Following a deal with US Vice President Mike Pence last week, Turkey announced a 120-hour suspension of the offensive from last Thursday under which Kurdish fighters were to withdraw to allow a "safe zone" to be set up along the border.

Erdogan was to meet with Putin in the Black Sea resort of Sochi later Tuesday as the end of the 120-hour deadline approaches.

"We will have the opportunity to discuss steps to end (Kurdish fighters') presence in regime-held areas," the Turkish leader said.

Erdogan last week said he was not bothered by the Damascus regime's presence in several regions along the Turkish border.

Erdogan also firmly rejected a call by French President Emmanuel Macron to extend the ceasefire.

"There is no such proposal that was conveyed to me from Macron. Macron is in fact talking about such things mostly with terrorists," Erdogan said, referring to a meeting between Jihane Ahmed, the spokeswoman for the Kurdish-led Syrian Democratic Forces (SDF), and the French leader.

"He preferred to communicate the terrorists' offer to us.
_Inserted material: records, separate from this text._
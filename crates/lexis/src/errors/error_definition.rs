//! Error definitions
//!
//! Lookups never fail: a miss and an unreachable remote source are both folded
//! into an empty result by the resolvers. Only initialization, import and delete
//! return these errors to the caller.

use std::io;
use std::path::PathBuf;
use std::sync::Arc;
use thiserror::Error;

/// Configuration (LexisConfig) related errors
#[derive(Debug, Error, Clone)]
#[non_exhaustive]
pub enum ConfigError {
  /// store.data_dir is empty
  #[error("store.data_dir must not be empty")]
  EmptyDataDir,

  /// store.writer_memory_bytes is out of range
  #[error(
    "store.writer_memory_bytes must be within {min}..={max} bytes: actual={actual}"
  )]
  InvalidWriterMemoryBytes {
    /// Minimum allowed value (bytes)
    min: u64,
    /// Maximum allowed value (bytes)
    max: u64,
    /// Actual value (bytes)
    actual: u64,
  },

  /// remote.timeout_ms is zero or too long
  #[error("remote.timeout_ms must be within 1..={max} ms: actual={actual}")]
  InvalidRemoteTimeout {
    /// Maximum allowed value (ms)
    max: u64,
    /// Actual value (ms)
    actual: u64,
  },

  /// store.data_dir exists but is not a directory
  #[error("store.data_dir is not a directory: path={path:?}")]
  InvalidDataDir {
    /// Offending path
    path: PathBuf,
  },

  /// store.data_dir could not be created
  #[error("failed to create store.data_dir: path={path:?}, error={source}")]
  DataDirCreationFailed {
    /// Path we tried to create
    path: PathBuf,
    /// Underlying IO error
    #[source]
    source: Arc<io::Error>,
  },

  /// normalizer.lexicon_dir is set but is not a directory
  #[error("normalizer.lexicon_dir is not a directory: path={path:?}")]
  InvalidLexiconDir {
    /// Offending path
    path: PathBuf,
  },

  /// The config file could not be read
  #[error("failed to read config file: path={path:?}, error={source}")]
  ReadFailed {
    /// Config file path
    path: PathBuf,
    /// Underlying IO error
    #[source]
    source: Arc<io::Error>,
  },

  /// The config file is not valid JSON for LexisConfig
  #[error("failed to parse config file: path={path:?}, error={source}")]
  ParseFailed {
    /// Config file path
    path: PathBuf,
    /// Underlying JSON error
    #[source]
    source: Arc<serde_json::Error>,
  },

  /// An environment variable holds a value that cannot be parsed
  #[error("invalid value for environment variable {name}: {value}")]
  InvalidEnvValue {
    /// Variable name
    name: String,
    /// Raw value
    value: String,
  },
}

/// Dictionary store errors
#[derive(Debug, Error, Clone)]
#[non_exhaustive]
pub enum StoreError {
  /// Tantivy index operation error
  #[error("tantivy index error: {0}")]
  Tantivy(#[from] tantivy::TantivyError),

  /// Index directory could not be created
  #[error("invalid store path: {path}: {source}")]
  InvalidStorePath {
    /// Offending path
    path: PathBuf,
    /// Underlying IO error
    #[source]
    source: Arc<io::Error>,
  },

  /// The on-disk schema does not contain a required field
  #[error("store schema is missing field `{field}`")]
  MissingField {
    /// Field name
    field: String,
  },

  /// Registry file could not be read or written
  #[error("registry io error: path={path:?}, error={source}")]
  RegistryIo {
    /// Registry path
    path: PathBuf,
    /// Underlying IO error
    #[source]
    source: Arc<io::Error>,
  },

  /// Registry file is corrupt
  #[error("registry is corrupt: path={path:?}, error={source}")]
  RegistryCorrupt {
    /// Registry path
    path: PathBuf,
    /// Underlying JSON error
    #[source]
    source: Arc<serde_json::Error>,
  },

  /// A dictionary name is already registered for another language or kind
  #[error(
    "dictionary `{name}` already exists for language={language} kind={kind}"
  )]
  NameConflict {
    /// Dictionary name
    name: String,
    /// Registered language
    language: String,
    /// Registered kind
    kind: String,
  },

  /// Named dictionary does not exist
  #[error("dictionary not found: {0}")]
  DictionaryNotFound(String),

  /// A lock was poisoned by a panicking writer
  #[error("store lock poisoned: {0}")]
  LockPoisoned(&'static str),
}

/// Dictionary import errors.
///
/// Raised only when the source as a whole cannot be opened or parsed.
/// A single malformed record is skipped and counted instead.
#[derive(Debug, Error, Clone)]
#[non_exhaustive]
pub enum ImportError {
  /// Source file or directory does not exist
  #[error("import source not found: {0}")]
  SourceNotFound(PathBuf),

  /// IO error while reading the source
  #[error("failed to read import source: path={path:?}, error={source}")]
  Io {
    /// Source path
    path: PathBuf,
    /// Underlying IO error
    #[source]
    source: Arc<io::Error>,
  },

  /// Source is not valid JSON for the requested format
  #[error("invalid JSON in import source: path={path:?}, error={source}")]
  Json {
    /// Source path
    path: PathBuf,
    /// Underlying JSON error
    #[source]
    source: Arc<serde_json::Error>,
  },

  /// Source structure does not match the requested format
  #[error("invalid {format} source: path={path:?}, reason={reason}")]
  InvalidFormat {
    /// Format name
    format: &'static str,
    /// Source path
    path: PathBuf,
    /// What was wrong
    reason: String,
  },

  /// Source uses a feature this importer cannot read
  #[error("unsupported {format} feature: {reason}")]
  Unsupported {
    /// Format name
    format: &'static str,
    /// Unsupported feature
    reason: String,
  },

  /// Unknown format name
  #[error("unknown dictionary format: {0}")]
  UnknownFormat(String),

  /// Source parsed but produced no entries at all
  #[error("import source contains no entries: {0}")]
  Empty(PathBuf),

  /// Writing the parsed entries failed
  #[error(transparent)]
  Store(#[from] StoreError),
}

impl ImportError {
  /// Builds an `Io` error for `path`
  pub(crate) fn io(path: impl Into<PathBuf>, source: io::Error) -> Self {
    Self::Io { path: path.into(), source: Arc::new(source) }
  }

  /// Builds an `InvalidFormat` error for `path`
  pub(crate) fn invalid(
    format: &'static str,
    path: impl Into<PathBuf>,
    reason: impl Into<String>,
  ) -> Self {
    Self::InvalidFormat { format, path: path.into(), reason: reason.into() }
  }
}

/// Errors from remote collaborators (definition, translation, pronunciation APIs).
///
/// Resolvers never surface these; they are logged and treated as a miss.
/// `NotFound` is a genuine miss, the other variants mean the source was unavailable.
#[derive(Debug, Error, Clone)]
#[non_exhaustive]
pub enum RemoteError {
  /// The remote source answered but has no entry for the word
  #[error("not found remotely")]
  NotFound,

  /// The request did not complete within the configured timeout
  #[error("remote request timed out")]
  Timeout,

  /// Network level failure
  #[error("remote source unavailable: {0}")]
  Unavailable(String),

  /// Non-success HTTP status
  #[error("remote source returned HTTP {0}")]
  Status(u16),

  /// Response body did not have the expected shape
  #[error("unexpected remote response: {0}")]
  Parse(String),

  /// The collaborator is not configured (e.g. missing API key)
  #[error("remote source not configured: {0}")]
  NotConfigured(&'static str),
}

impl RemoteError {
  /// True when the error means "the source could not be reached", as opposed to a miss
  pub fn is_unavailable(&self) -> bool {
    !matches!(self, Self::NotFound)
  }
}

impl From<reqwest::Error> for RemoteError {
  fn from(e: reqwest::Error) -> Self {
    if e.is_timeout() {
      Self::Timeout
    } else if let Some(status) = e.status() {
      Self::Status(status.as_u16())
    } else if e.is_decode() {
      Self::Parse(e.to_string())
    } else {
      Self::Unavailable(e.to_string())
    }
  }
}

/// Unified error.
/// Public APIs of this crate that can fail return this error.
/// Use as `LexisResult<T>` = `Result<T, LexisError>`.
#[derive(Debug, Error, Clone)]
#[non_exhaustive]
pub enum LexisError {
  /// Configuration error
  #[error(transparent)]
  Config(#[from] ConfigError),

  /// Store error
  #[error(transparent)]
  Store(#[from] StoreError),

  /// Import error
  #[error(transparent)]
  Import(#[from] ImportError),

  /// The HTTP client for remote sources could not be built
  #[error("failed to build HTTP client: {0}")]
  HttpClient(String),
}

/// Standard Result type alias of the lexis crate
pub type LexisResult<T> = Result<T, LexisError>;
France is not our interlocutor," Erdogan said, adding that Turkey was in touch with the United States over Syria.

Macron on Monday told his Russian counterpart Vladimir Putin that France wanted to see an extension of the ceasefire by Turkey in northeast Syria, the Elysee Palace said in a statement.

"The president underscored the importance of prolonging the current ceasefire, and of ending the crisis by diplomatic means," the presidency said after a phone call between the two leaders.

Ankara says the YPG is a "terrorist" offshoot of the outlawed Kurdistan Workers' Party (PKK), which has been waging an insurgency inside Turkey since 1984.

The PKK is blacklisted as a terror group by Ankara, the US and the EU.

Erdogan also confirmed the withdrawal of some Kurdish fighters from the proposed safe zone he wants to extend from Jarabulus in northwestern Syria up to the Iraqi border.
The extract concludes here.